Prompt:
A single stretch of the material below is to be transcribed exactly, starting at the line with "handed to the" and ending after the line with "0 on failure".

Data shown:
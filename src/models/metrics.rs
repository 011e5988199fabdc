//! Probe outcome and metrics event data models

use crate::types::ProbeError;
use chrono::{DateTime, Utc};
use serde::{Deserialize, Serialize};
use std::time::Duration;

/// Event kind identifying the probed operation
pub const EVENT_KIND_TCP: &str = "TCP";
/// Event name label for the connect-read-close cycle
pub const EVENT_NAME_CONNECT: &str = "connect";

/// The uniform result of one connect-read-close cycle.
///
/// Exactly one of `payload` and `error` is set; `elapsed_ms` is always
/// present and spans from the instant before the connect attempt to the
/// instant the outcome was finalized, inclusive of any time spent reading.
#[derive(Debug, Clone, PartialEq, Serialize, Deserialize)]
pub struct ProbeOutcome {
    /// Wall-clock time for the whole cycle, in milliseconds
    pub elapsed_ms: f64,

    /// Decoded response text on success
    pub payload: Option<String>,

    /// Failure classification on timeout or socket error
    pub error: Option<ProbeError>,

    /// Timestamp when the outcome was finalized
    pub timestamp: DateTime<Utc>,
}

impl ProbeOutcome {
    /// Create a successful outcome carrying the decoded payload
    pub fn success(elapsed: Duration, payload: String) -> Self {
        Self {
            elapsed_ms: elapsed.as_secs_f64() * 1000.0,
            payload: Some(payload),
            error: None,
            timestamp: Utc::now(),
        }
    }

    /// Create a timed-out outcome
    pub fn timed_out(elapsed: Duration) -> Self {
        Self {
            elapsed_ms: elapsed.as_secs_f64() * 1000.0,
            payload: None,
            error: Some(ProbeError::Timeout),
            timestamp: Utc::now(),
        }
    }

    /// Create a failed outcome with the given classification
    pub fn failed(elapsed: Duration, error: ProbeError) -> Self {
        Self {
            elapsed_ms: elapsed.as_secs_f64() * 1000.0,
            payload: None,
            error: Some(error),
            timestamp: Utc::now(),
        }
    }

    /// Check if this probe succeeded
    pub fn is_successful(&self) -> bool {
        self.error.is_none()
    }

    /// Length of the received payload, 0 when absent
    pub fn payload_length(&self) -> usize {
        self.payload.as_ref().map(|p| p.len()).unwrap_or(0)
    }
}

/// One self-contained metrics record, emitted exactly once per probe
/// attempt regardless of success or failure, and handed to the
/// [`EventSink`](crate::sink::EventSink) collaborator.
#[derive(Debug, Clone, PartialEq, Serialize, Deserialize)]
pub struct MetricsEvent {
    /// Operation kind, always `"TCP"` for this harness
    pub kind: String,

    /// Operation label, always `"connect"` for this harness
    pub name: String,

    /// Elapsed time for the probe in milliseconds
    pub elapsed_ms: f64,

    /// Length of the received payload, 0 on failure
    pub payload_length: usize,

    /// Failure classification, `None` on success
    pub error: Option<ProbeError>,

    /// Timestamp carried over from the probe outcome
    pub timestamp: DateTime<Utc>,
}

impl MetricsEvent {
    /// Translate a probe outcome into its metrics event
    pub fn from_outcome(outcome: &ProbeOutcome) -> Self {
        Self {
            kind: EVENT_KIND_TCP.to_string(),
            name: EVENT_NAME_CONNECT.to_string(),
            elapsed_ms: outcome.elapsed_ms,
            payload_length: outcome.payload_length(),
            error: outcome.error.clone(),
            timestamp: outcome.timestamp,
        }
    }

    /// Check if this event records a successful probe
    pub fn is_successful(&self) -> bool {
        self.error.is_none()
    }
}

#[cfg(test)]
mod tests {
    use super::*;

    #[test]
    fn test_success_outcome_has_payload_and_no_error() {
        let outcome = ProbeOutcome::success(Duration::from_millis(12), "1.2.3.4:56789".to_string());
        assert!(outcome.is_successful());
        assert!(outcome.error.is_none());
        assert_eq!(outcome.payload_length(), 13);
        assert!(outcome.elapsed_ms >= 0.0);
    }

    #[test]
    fn test_timed_out_outcome_has_no_payload() {
        let outcome = ProbeOutcome::timed_out(Duration::from_secs(5));
        assert!(!outcome.is_successful());
        assert_eq!(outcome.payload, None);
        assert_eq!(outcome.error, Some(ProbeError::Timeout));
        assert_eq!(outcome.payload_length(), 0);
    }

    #[test]
    fn test_failed_outcome_carries_detail() {
        let outcome = ProbeOutcome::failed(
            Duration::from_millis(3),
            ProbeError::Connection("connection refused".to_string()),
        );
        assert!(!outcome.is_successful());
        assert_eq!(
            outcome.error,
            Some(ProbeError::Connection("connection refused".to_string()))
        );
    }

    #[test]
    fn test_event_from_successful_outcome() {
        let outcome = ProbeOutcome::success(Duration::from_millis(42), "1.2.3.4:56789".to_string());
        let event = MetricsEvent::from_outcome(&outcome);

        assert_eq!(event.kind, "TCP");
        assert_eq!(event.name, "connect");
        assert_eq!(event.payload_length, 13);
        assert!(event.error.is_none());
        assert!(event.is_successful());
        assert_eq!(event.elapsed_ms, outcome.elapsed_ms);
    }

    #[test]
    fn test_event_from_failed_outcome() {
        let outcome = ProbeOutcome::timed_out(Duration::from_secs(5));
        let event = MetricsEvent::from_outcome(&outcome);

        assert_eq!(event.payload_length, 0);
        assert_eq!(event.error, Some(ProbeError::Timeout));
        assert!(!event.is_successful());
    }

    #[test]
    fn test_event_serializes_to_json() {
        let outcome = ProbeOutcome::success(Duration::from_millis(10), "ok".to_string());
        let event = MetricsEvent::from_outcome(&outcome);
        let json = serde_json::to_string(&event).unwrap();

        assert!(json.contains("\"kind\":\"TCP\""));
        assert!(json.contains("\"name\":\"connect\""));
        assert!(json.contains("\"payload_length\":2"));
    }
}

Exercise response:
/// attempt regardless of success or failure, and handed to the
/// [`EventSink`](crate::sink::EventSink) collaborator.
#[derive(Debug, Clone, PartialEq, Serialize, Deserialize)]
pub struct MetricsEvent {
    /// Operation kind, always `"TCP"` for this harness
    pub kind: String,

    /// Operation label, always `"connect"` for this harness
    pub name: String,

    /// Elapsed time for the probe in milliseconds
    pub elapsed_ms: f64,

    /// Length of the received payload, 0 on failure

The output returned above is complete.